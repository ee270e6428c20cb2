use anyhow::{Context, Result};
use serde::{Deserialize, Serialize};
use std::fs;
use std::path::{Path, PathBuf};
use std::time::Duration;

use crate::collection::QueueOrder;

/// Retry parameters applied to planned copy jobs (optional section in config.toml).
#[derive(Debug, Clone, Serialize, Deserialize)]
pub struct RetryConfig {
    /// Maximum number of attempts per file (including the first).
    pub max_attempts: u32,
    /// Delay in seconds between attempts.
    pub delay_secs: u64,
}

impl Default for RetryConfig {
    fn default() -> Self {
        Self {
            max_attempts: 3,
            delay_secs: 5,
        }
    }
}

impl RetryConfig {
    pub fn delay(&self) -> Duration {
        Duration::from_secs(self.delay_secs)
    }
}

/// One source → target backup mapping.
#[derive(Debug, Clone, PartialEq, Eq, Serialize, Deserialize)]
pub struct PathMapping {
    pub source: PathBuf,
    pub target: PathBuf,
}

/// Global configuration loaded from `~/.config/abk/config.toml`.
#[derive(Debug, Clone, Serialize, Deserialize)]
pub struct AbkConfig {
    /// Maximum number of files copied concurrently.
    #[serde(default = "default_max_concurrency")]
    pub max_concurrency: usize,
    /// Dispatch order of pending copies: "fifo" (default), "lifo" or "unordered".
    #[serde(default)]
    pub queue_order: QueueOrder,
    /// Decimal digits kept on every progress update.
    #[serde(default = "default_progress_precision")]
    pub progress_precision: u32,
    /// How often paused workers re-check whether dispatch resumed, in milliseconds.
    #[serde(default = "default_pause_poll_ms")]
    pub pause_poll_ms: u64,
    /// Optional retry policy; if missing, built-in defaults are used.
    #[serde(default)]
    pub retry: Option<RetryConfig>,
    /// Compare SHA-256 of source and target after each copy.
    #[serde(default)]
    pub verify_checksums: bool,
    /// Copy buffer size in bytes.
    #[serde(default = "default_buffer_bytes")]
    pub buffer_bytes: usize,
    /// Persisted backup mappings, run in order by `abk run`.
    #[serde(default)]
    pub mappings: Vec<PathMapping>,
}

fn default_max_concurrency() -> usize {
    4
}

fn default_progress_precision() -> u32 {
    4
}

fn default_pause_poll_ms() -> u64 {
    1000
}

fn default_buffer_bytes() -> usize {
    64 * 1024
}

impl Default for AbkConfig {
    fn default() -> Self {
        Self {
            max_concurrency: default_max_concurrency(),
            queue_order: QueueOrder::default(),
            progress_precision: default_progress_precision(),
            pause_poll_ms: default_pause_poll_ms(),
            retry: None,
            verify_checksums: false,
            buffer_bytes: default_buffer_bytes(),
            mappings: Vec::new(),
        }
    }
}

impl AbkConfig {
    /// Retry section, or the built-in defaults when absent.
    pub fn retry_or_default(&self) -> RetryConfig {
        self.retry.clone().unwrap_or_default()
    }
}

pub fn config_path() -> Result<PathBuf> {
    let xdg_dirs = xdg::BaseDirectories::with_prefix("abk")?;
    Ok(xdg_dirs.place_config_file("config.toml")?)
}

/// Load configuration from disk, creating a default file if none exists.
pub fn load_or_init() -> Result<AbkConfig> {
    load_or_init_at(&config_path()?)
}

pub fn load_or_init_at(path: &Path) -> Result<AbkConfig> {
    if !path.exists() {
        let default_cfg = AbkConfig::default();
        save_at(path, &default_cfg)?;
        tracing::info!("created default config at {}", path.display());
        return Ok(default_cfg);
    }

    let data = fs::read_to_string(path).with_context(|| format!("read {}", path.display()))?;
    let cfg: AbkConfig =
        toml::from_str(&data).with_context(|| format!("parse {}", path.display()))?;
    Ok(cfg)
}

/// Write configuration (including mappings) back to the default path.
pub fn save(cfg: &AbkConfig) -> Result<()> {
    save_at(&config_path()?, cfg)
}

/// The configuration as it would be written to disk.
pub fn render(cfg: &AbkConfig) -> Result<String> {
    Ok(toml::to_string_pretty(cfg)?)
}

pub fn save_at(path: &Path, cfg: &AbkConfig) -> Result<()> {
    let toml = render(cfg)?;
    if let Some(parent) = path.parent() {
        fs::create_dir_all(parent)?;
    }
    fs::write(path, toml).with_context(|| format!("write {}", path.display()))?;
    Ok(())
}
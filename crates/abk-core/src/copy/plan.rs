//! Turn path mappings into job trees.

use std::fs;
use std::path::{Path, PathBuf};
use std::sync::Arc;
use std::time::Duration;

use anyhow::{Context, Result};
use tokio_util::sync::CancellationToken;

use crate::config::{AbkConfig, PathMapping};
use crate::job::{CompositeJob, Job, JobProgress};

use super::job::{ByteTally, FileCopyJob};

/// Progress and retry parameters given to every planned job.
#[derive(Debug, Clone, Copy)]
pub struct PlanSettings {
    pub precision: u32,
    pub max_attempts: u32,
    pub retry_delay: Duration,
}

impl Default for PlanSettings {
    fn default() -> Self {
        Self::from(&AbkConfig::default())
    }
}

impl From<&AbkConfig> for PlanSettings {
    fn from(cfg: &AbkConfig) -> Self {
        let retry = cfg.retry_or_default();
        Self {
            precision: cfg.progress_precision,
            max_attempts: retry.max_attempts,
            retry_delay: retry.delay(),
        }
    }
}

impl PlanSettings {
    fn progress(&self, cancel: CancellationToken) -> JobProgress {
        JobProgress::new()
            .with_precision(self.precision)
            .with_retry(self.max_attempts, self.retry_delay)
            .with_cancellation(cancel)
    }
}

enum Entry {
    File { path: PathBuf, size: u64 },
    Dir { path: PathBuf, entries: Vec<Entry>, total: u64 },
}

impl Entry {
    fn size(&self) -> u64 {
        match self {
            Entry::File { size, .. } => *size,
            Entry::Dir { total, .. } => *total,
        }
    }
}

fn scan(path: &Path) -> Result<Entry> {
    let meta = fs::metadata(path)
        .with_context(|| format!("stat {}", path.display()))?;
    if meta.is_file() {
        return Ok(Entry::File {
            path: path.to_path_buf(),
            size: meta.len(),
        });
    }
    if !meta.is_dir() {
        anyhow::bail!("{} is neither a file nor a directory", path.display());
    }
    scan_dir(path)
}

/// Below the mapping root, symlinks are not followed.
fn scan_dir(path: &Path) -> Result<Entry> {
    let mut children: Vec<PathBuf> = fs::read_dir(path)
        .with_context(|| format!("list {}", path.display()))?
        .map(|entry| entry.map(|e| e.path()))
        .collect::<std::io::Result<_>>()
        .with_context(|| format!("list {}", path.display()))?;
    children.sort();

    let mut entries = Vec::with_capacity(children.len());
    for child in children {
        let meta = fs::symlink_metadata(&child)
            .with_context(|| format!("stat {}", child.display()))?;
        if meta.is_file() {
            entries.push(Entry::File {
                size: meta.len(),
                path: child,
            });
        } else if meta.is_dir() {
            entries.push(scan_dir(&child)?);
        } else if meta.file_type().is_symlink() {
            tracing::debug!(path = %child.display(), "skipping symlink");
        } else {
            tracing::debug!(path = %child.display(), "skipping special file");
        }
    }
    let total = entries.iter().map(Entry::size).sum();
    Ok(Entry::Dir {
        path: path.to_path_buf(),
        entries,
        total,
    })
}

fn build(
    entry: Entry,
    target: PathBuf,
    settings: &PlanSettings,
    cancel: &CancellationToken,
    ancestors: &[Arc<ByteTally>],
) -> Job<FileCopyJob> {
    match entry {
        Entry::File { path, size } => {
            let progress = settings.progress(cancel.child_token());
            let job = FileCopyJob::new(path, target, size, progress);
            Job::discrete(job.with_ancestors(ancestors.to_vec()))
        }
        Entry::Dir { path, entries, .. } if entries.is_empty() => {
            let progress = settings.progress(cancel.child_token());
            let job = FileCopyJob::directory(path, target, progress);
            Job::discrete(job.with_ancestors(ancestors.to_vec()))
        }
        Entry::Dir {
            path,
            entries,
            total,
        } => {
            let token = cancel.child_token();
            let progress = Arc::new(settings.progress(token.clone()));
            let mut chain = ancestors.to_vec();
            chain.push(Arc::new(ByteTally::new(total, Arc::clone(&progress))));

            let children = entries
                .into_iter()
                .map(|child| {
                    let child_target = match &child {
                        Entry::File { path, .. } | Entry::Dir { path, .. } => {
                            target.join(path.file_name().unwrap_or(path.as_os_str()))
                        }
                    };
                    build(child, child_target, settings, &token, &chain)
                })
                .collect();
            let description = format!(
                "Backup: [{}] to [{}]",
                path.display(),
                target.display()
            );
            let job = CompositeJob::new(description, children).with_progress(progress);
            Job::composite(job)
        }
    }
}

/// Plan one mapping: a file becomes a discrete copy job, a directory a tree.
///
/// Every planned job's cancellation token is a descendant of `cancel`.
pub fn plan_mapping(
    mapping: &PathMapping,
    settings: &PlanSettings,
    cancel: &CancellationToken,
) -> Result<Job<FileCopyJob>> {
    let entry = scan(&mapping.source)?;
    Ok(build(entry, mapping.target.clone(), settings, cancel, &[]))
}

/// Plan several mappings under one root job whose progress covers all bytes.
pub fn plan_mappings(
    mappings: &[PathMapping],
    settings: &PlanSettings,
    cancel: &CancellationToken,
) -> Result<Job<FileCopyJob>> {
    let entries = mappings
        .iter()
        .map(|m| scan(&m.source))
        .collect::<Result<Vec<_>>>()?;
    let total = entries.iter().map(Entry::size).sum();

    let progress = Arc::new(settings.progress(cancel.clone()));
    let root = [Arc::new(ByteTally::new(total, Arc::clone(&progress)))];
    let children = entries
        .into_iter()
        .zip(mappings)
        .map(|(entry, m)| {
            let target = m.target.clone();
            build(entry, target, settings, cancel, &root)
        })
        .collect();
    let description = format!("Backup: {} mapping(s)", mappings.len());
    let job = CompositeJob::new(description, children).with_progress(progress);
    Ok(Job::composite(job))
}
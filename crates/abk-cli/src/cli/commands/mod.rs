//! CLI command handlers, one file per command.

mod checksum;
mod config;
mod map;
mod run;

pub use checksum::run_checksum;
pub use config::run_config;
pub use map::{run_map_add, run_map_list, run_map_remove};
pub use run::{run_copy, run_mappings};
****************
What you need to do — From the entries above, extract only the lines running from the one containing "fn scan_dir(path: &Path)" through the one containing "let child_target = match", inclusive.

Response area —
fn scan_dir(path: &Path) -> Result<Entry> {
    let mut children: Vec<PathBuf> = fs::read_dir(path)
        .with_context(|| format!("list {}", path.display()))?
        .map(|entry| entry.map(|e| e.path()))
        .collect::<std::io::Result<_>>()
        .with_context(|| format!("list {}", path.display()))?;
    children.sort();

    let mut entries = Vec::with_capacity(children.len());
    for child in children {
        let meta = fs::symlink_metadata(&child)
            .with_context(|| format!("stat {}", child.display()))?;
        if meta.is_file() {
            entries.push(Entry::File {
                size: meta.len(),
                path: child,
            });
        } else if meta.is_dir() {
            entries.push(scan_dir(&child)?);
        } else if meta.file_type().is_symlink() {
            tracing::debug!(path = %child.display(), "skipping symlink");
        } else {
            tracing::debug!(path = %child.display(), "skipping special file");
        }
    }
    let total = entries.iter().map(Entry::size).sum();
    Ok(Entry::Dir {
        path: path.to_path_buf(),
        entries,
        total,
    })
}

fn build(
    entry: Entry,
    target: PathBuf,
    settings: &PlanSettings,
    cancel: &CancellationToken,
    ancestors: &[Arc<ByteTally>],
) -> Job<FileCopyJob> {
    match entry {
        Entry::File { path, size } => {
            let progress = settings.progress(cancel.child_token());
            let job = FileCopyJob::new(path, target, size, progress);
            Job::discrete(job.with_ancestors(ancestors.to_vec()))
        }
        Entry::Dir { path, entries, .. } if entries.is_empty() => {
            let progress = settings.progress(cancel.child_token());
            let job = FileCopyJob::directory(path, target, progress);
            Job::discrete(job.with_ancestors(ancestors.to_vec()))
        }
        Entry::Dir {
            path,
            entries,
            total,
        } => {
            let token = cancel.child_token();
            let progress = Arc::new(settings.progress(token.clone()));
            let mut chain = ancestors.to_vec();
            chain.push(Arc::new(ByteTally::new(total, Arc::clone(&progress))));

            let children = entries
                .into_iter()
                .map(|child| {
                    let child_target = match &child {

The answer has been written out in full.